- Supreme Court of Canada

Hearing: June 12, 2002 Judgment: December 20, 2002
- Citations: [2002] 4 S.C.R. 710, 2002 SCC 86
- Docket No.: 28654

Court membership
- Chief Justice: Beverley McLachlin Puisne Justices: Claire L'Heureux-Dubé, Charles Gonthier, Frank Iacobucci, John C. Major, Michel Bastarache, Ian Binnie, Louise Arbour, Louis LeBel

Reasons given
- Majority: McLachlin C.J., joined by L'Heureux‑Dubé, Iacobucci, Major, Binnie and Arbour JJ.
- Concurrence: LeBel J.
- Dissent: Gonthier J., joined by Bastarache J.
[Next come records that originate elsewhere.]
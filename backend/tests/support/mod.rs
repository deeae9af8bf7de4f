#![allow(dead_code)]

use std::collections::HashSet;
use std::sync::Mutex;

use climate_api::db::LocalRepository;
use climate_api::models::{Measurement, Station};

static ENV_LOCK: Mutex<()> = Mutex::new(());

/// Runs `f` with environment variables temporarily modified.
///
/// This is panic-safe (restores variables on unwind) and also serializes access to
/// process-global env vars to avoid flaky tests when Rust runs tests in parallel.
///
/// `changes` is a list of `(key, value)` pairs:
/// - `Some(v)` sets the variable to `v`
/// - `None` removes the variable
pub fn with_scoped_env<F, R>(changes: &[(&str, Option<&str>)], f: F) -> R
where
    F: FnOnce() -> R,
{
    let _lock = ENV_LOCK.lock().unwrap_or_else(|e| e.into_inner());
    let _guard = ScopedEnv::new(changes);
    f()
}

struct ScopedEnv {
    snapshot: Vec<(String, Option<String>)>,
}

impl ScopedEnv {
    fn new(changes: &[(&str, Option<&str>)]) -> Self {
        let keys: HashSet<&str> = changes.iter().map(|(k, _)| *k).collect();
        let snapshot = keys
            .into_iter()
            .map(|k| (k.to_string(), std::env::var(k).ok()))
            .collect::<Vec<_>>();

        for (k, v) in changes {
            match v {
                Some(val) => std::env::set_var(k, val),
                None => std::env::remove_var(k),
            }
        }

        Self { snapshot }
    }
}

impl Drop for ScopedEnv {
    fn drop(&mut self) {
        for (k, v) in self.snapshot.drain(..) {
            match v {
                Some(val) => std::env::set_var(&k, val),
                None => std::env::remove_var(&k),
            }
        }
    }
}

pub const WAIKIKI: &str = "USC00519397";
pub const KANEOHE: &str = "USC00513117";
pub const WAIHEE: &str = "USC00519281";

pub fn stations() -> Vec<Station> {
    vec![
        Station::new(WAIKIKI, "WAIKIKI 717.2, HI US", 21.2716, -157.8168, 3.0),
        Station::new(KANEOHE, "KANEOHE 838.1, HI US", 21.4234, -157.8015, 14.6),
        Station::new(WAIHEE, "WAIHEE 837.5, HI US", 21.45167, -157.84889, 32.9),
    ]
}

/// Measurements in table order. Latest date is 2017-08-23, so the trailing
/// year starts at 2016-08-23.
pub fn measurements() -> Vec<Measurement> {
    vec![
        Measurement::new(WAIKIKI, "2010-01-01", Some(0.08), 65.0),
        Measurement::new(WAIHEE, "2010-01-01", Some(0.15), 70.0),
        Measurement::new(WAIKIKI, "2016-08-22", Some(0.40), 80.0),
        Measurement::new(WAIHEE, "2016-08-22", Some(2.05), 78.0),
        Measurement::new(WAIKIKI, "2016-08-23", Some(0.0), 81.0),
        Measurement::new(KANEOHE, "2016-08-23", None, 76.0),
        Measurement::new(WAIHEE, "2016-08-23", Some(1.79), 77.0),
        Measurement::new(WAIHEE, "2017-02-14", Some(0.0), 62.0),
        Measurement::new(KANEOHE, "2017-08-18", Some(0.06), 79.0),
        Measurement::new(WAIHEE, "2017-08-18", None, 79.0),
        Measurement::new(WAIKIKI, "2017-08-23", Some(0.0), 81.0),
        Measurement::new(KANEOHE, "2017-08-23", Some(0.45), 82.0),
    ]
}

pub fn hawaii_repository() -> LocalRepository {
    LocalRepository::with_data(stations(), measurements())
}

/// Write the same rows into a SQLite file laid out like the climate dataset.
#[cfg(feature = "sqlite-repo")]
pub fn write_sqlite_fixture(path: &std::path::Path) {
    use diesel::connection::SimpleConnection;
    use diesel::prelude::*;

    let mut sql = String::from(
        "CREATE TABLE station (
            id INTEGER PRIMARY KEY,
            station TEXT NOT NULL,
            name TEXT NOT NULL,
            latitude REAL NOT NULL,
            longitude REAL NOT NULL,
            elevation REAL NOT NULL
        );
        CREATE TABLE measurement (
            id INTEGER PRIMARY KEY,
            station TEXT NOT NULL,
            date TEXT NOT NULL,
            prcp REAL,
            tobs REAL NOT NULL
        );
        CREATE INDEX measurement_date ON measurement (date DESC);\n",
    );
    for s in stations() {
        sql.push_str(&format!(
            "INSERT INTO station (station, name, latitude, longitude, elevation) VALUES ('{}', '{}', {}, {}, {});\n",
            s.station, s.name, s.latitude, s.longitude, s.elevation
        ));
    }
    for m in measurements() {
        let prcp = m.prcp.map(|p| p.to_string()).unwrap_or_else(|| "NULL".to_string());
        sql.push_str(&format!(
            "INSERT INTO measurement (station, date, prcp, tobs) VALUES ('{}', '{}', {}, {});\n",
            m.station, m.date, prcp, m.tobs
        ));
    }

    let url = path.to_str().expect("utf-8 fixture path");
    let mut conn = SqliteConnection::establish(url).expect("create fixture database");
    conn.batch_execute(&sql).expect("populate fixture database");
}

/// Issue a GET against the router and collect status, content type and body.
#[cfg(feature = "http-server")]
pub async fn get(router: axum::Router, uri: &str) -> (axum::http::StatusCode, String, String) {
    use axum::body::Body;
    use axum::http::{header, Request};
    use tower::ServiceExt;

    let request = Request::builder()
        .uri(uri)
        .body(Body::empty())
        .expect("valid request");
    let response = router.oneshot(request).await.expect("infallible router");

    let status = response.status();
    let content_type = response
        .headers()
        .get(header::CONTENT_TYPE)
        .and_then(|v| v.to_str().ok())
        .unwrap_or_default()
        .to_string();
    let bytes = axum::body::to_bytes(response.into_body(), usize::MAX)
        .await
        .expect("readable body");
    (status, content_type, String::from_utf8(bytes.to_vec()).expect("utf-8 body"))
}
= Chamberlain v Surrey School District No 36 =

Chamberlain v Surrey School District No 36, [2002] 4 S.C.R. 710, 2002 SCC 86, was a case in which the Supreme Court of Canada held that a local school board could not impose its religious values by refusing to permit the use of books that sought to promote tolerance of same-sex relationships.

==Background==
In 1997, James Chamberlain, a primary school teacher in Surrey, British Columbia, sought permission from School District 36 Surrey to use three books in his Kindergarten and Grade one classes. The books, Asha's Mums, Belinda's Bouquet and One Dad, Two Dads, Brown Dad, Blue Dads, each presented families where both parents were of the same sex. Chamberlain asserted that the books were necessary to reflect the realities of today's families and to teach his pupils about diversity and tolerance. A 4–2 majority of the board voted to deny the request.

==Opinion of the Court==
A legal battle to overturn the decision to ban the three books went all the way to the Supreme Court of Canada, where the school board's decision at the British Columbia Court of Appeal was overturned in favour of the original lower court judgment. The judgment cited the need for families headed by same-sex couples to be respected. Chief Justice Beverley McLachlin dismissed the board's concerns that children would be confused or misled by classroom information about same-sex parents. She pointed out that the children of same-sex parents are rubbing shoulders with children from more traditional families and wrote: "Tolerance is always age-appropriate, children cannot learn unless they are exposed to views that differ from those they are taught at home." The legal fees ended up costing Surrey taxpayers over $1,200,000.